Although I have less experience with the use of x-vector and d-vector methods, I'd go a little further, extending the expert's observation that "The purported speaker in the questioned recordings is said to be recovering from multiple bullet wounds, and presumably under a lot of stress, both physiological and mental.  It is quite likely that this will have a significant effect on voice quality." According to this article, "Moïse was suffering from gunshot wounds to her arms and thigh along with a severe injury to her hand and her abdomen." The speaker-verification algorithms used have never been tested on material recorded under conditions like that, as far as I know.

If you listen to the contested recording, and compare it to the other samples that were used in the comparison, you'll note that:

  1. The speech is breathier, lower in pitch, and slower than the comparison samples — which makes sense given the alleged context.
  2. There are many microphone-breath artefacts, which I don't see in the samples used in the technical comparisons.
  3. Two of the comparison samples have background music, and two have significant background noise — the contested recording has neither.

Some of the apparent breath artefacts are puzzling to me — in particular, there's something that happens in most /s/-to-vowel transitions, like this /sa/

or this /se/

That sort of thing seem very unlikely to be the result of a "deep fake" synthetic voice, unless it were trained on a lot of speech with similar artefacts (which don't seem to be present in any of Mme.

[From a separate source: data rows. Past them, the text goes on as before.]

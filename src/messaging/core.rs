//! The per-context message router.
//!
//! One [`Messaging`] instance per execution context, attached to the host
//! through an injected [`TransportProvider`]. The router owns:
//!
//! - the dispatch loop: every wire object on every attached channel is
//!   decoded, echo-filtered, forwarded when this context is the named
//!   forwarder, and delivered when this context is among the targets
//! - the reply correlator: `request` parks a oneshot sender keyed by
//!   message id and resolves it on the first matching `replyTo`
//! - readiness: the hub variant holds the authoritative tracker and
//!   broadcasts every change; edge variants cache the broadcast snapshot
//!   for target expansion
//! - the control plane: handshake and readiness messages are consumed
//!   here and never reach application listeners
//!
//! # Topology
//!
//! ```text
//!        web-5 ◄──page──► contentScript-5 ◄──runtime──┐
//!                                                     ▼
//!        web-9 ◄──page──► contentScript-9 ◄──runtime──► background
//!                                                     ▲
//!                                  other ◄──runtime───┘
//! ```

// ============================================================================
// Imports
// ============================================================================

use std::fmt;
use std::sync::Arc;
use std::time::Duration;

use parking_lot::{Mutex, RwLock};
use rustc_hash::FxHashMap;
use serde_json::Value;
use tokio::sync::oneshot;
use tracing::{debug, trace, warn};

use crate::error::{Error, Result};
use crate::identifiers::{ListenerToken, MessageId};
use crate::protocol::{ContextId, Envelope, Role, wire};
use crate::readiness::{ReadinessSnapshot, ReadinessTracker};
use crate::routing::{SubMessage, resolver, split};
use crate::transport::{
    ChannelKind, LifecycleEvent, MessagingChannel, TransportProvider,
};

use super::control;
use super::post::PostMessage;

/// Reply timeout applied when neither the connection nor the individual
/// request overrides it.
pub const DEFAULT_REPLY_TIMEOUT: Duration = Duration::from_millis(5000);

// ============================================================================
// Listener Types
// ============================================================================

/// Callback invoked for every delivered application envelope.
pub type MessageCallback = Arc<dyn Fn(&Envelope) + Send + Sync>;

/// Listener-side filter applied before a callback fires.
///
/// Target containment and scope are checked by the router itself; the
/// filter narrows by application message type.
#[derive(Debug, Clone, Default)]
pub struct MessageFilter {
    message_types: Option<Vec<String>>,
}

impl MessageFilter {
    /// Matches every application message.
    #[inline]
    #[must_use]
    pub fn any() -> Self {
        Self::default()
    }

    /// Matches only messages of the given type.
    #[must_use]
    pub fn of_type(message_type: impl Into<String>) -> Self {
        Self {
            message_types: Some(vec![message_type.into()]),
        }
    }

    /// Matches messages of any of the given types.
    #[must_use]
    pub fn of_types<I, S>(message_types: I) -> Self
    where
        I: IntoIterator<Item = S>,
        S: Into<String>,
    {
        Self {
            message_types: Some(message_types.into_iter().map(Into::into).collect()),
        }
    }
}

#[derive(Clone)]
struct ListenerEntry {
    filter: MessageFilter,
    scope: Option<String>,
    include_replies: bool,
    callback: MessageCallback,
}

impl ListenerEntry {
    fn matches(&self, envelope: &Envelope) -> bool {
        if envelope.is_reply() && !self.include_replies {
            return false;
        }
        if let Some(wanted) = &self.filter.message_types
            && !envelope
                .message_type
                .as_ref()
                .is_some_and(|t| wanted.contains(t))
        {
            return false;
        }
        // An unscoped envelope reaches every view; a scoped envelope
        // reaches only the matching scope view.
        match (&self.scope, &envelope.scope) {
            (_, None) => true,
            (None, Some(_)) => false,
            (Some(view), Some(sent)) => view == sent,
        }
    }
}

// ============================================================================
// Readiness State
// ============================================================================

/// Hub and edge variants of readiness knowledge.
enum ReadinessState {
    /// The hub's authoritative table.
    Authoritative(ReadinessTracker),
    /// An edge's cache of the last broadcast snapshot.
    Cached(RwLock<ReadinessSnapshot>),
}

// ============================================================================
// RouterCore
// ============================================================================

/// Shared state behind every [`Messaging`] view of one connection.
struct RouterCore {
    context_id: ContextId,
    channels: FxHashMap<ChannelKind, Arc<dyn MessagingChannel>>,
    provider: Arc<dyn TransportProvider>,
    listeners: Mutex<FxHashMap<ListenerToken, ListenerEntry>>,
    pending: Mutex<FxHashMap<MessageId, oneshot::Sender<Envelope>>>,
    readiness: ReadinessState,
    default_timeout: Duration,
    registrations: Mutex<Vec<(ChannelKind, ListenerToken)>>,
    lifecycle_token: Mutex<Option<ListenerToken>>,
}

Moïse's previous recordings).

The contested recording is fluent, as if it were read or memorized from a prepared text, which I would not have expected given the context. However, the earlier samples of her speech are similar, even when she seems clearly to be extemporizing, so perhaps fluent rhetoric is a skill that she retained although injured. The recording cuts off in the middle of a word, due to Twitter's maximum video length of 2:20. I would have thought that a fake (whether "deep" or human) would have been planned to fit.

So my overall conclusion is that the contested recording is almost certainly not a "deep fake"; and the results of the two speaker-verification evaluations are not convincing. The recording certainly might have been created by a voice double, but there's no real evidence of that, at least in the audio itself.

 



3 Comments

  1. Chas Belov said,

    July 18, 2021 @ 4:16 am

    There appears to be a word missing in:

    "There are many microphone-breath artefacts, which I don't in the samples used in the technical comparisons."

    Hope this helps.

    [(myl) Thanks — fixed now.]

  2. Kenneth Ward Church said,

    July 18, 2021 @ 9:16 am

    Very nice analysis. Michel asked me for help. I roped in a few others. We all came to the conclusion that the rumors about the technology were too good to be true. Technology is getting better and better, but it is hard to say anything with that much confidence, especially in this case.

  3. Bob Moore said,

    July 18, 2021 @ 6:48 pm

    I have been thinking for several years that this sort of speaker-specific TTS should be used to produce narrations of nature programs once the 95-year old David Attenborough is no longer around.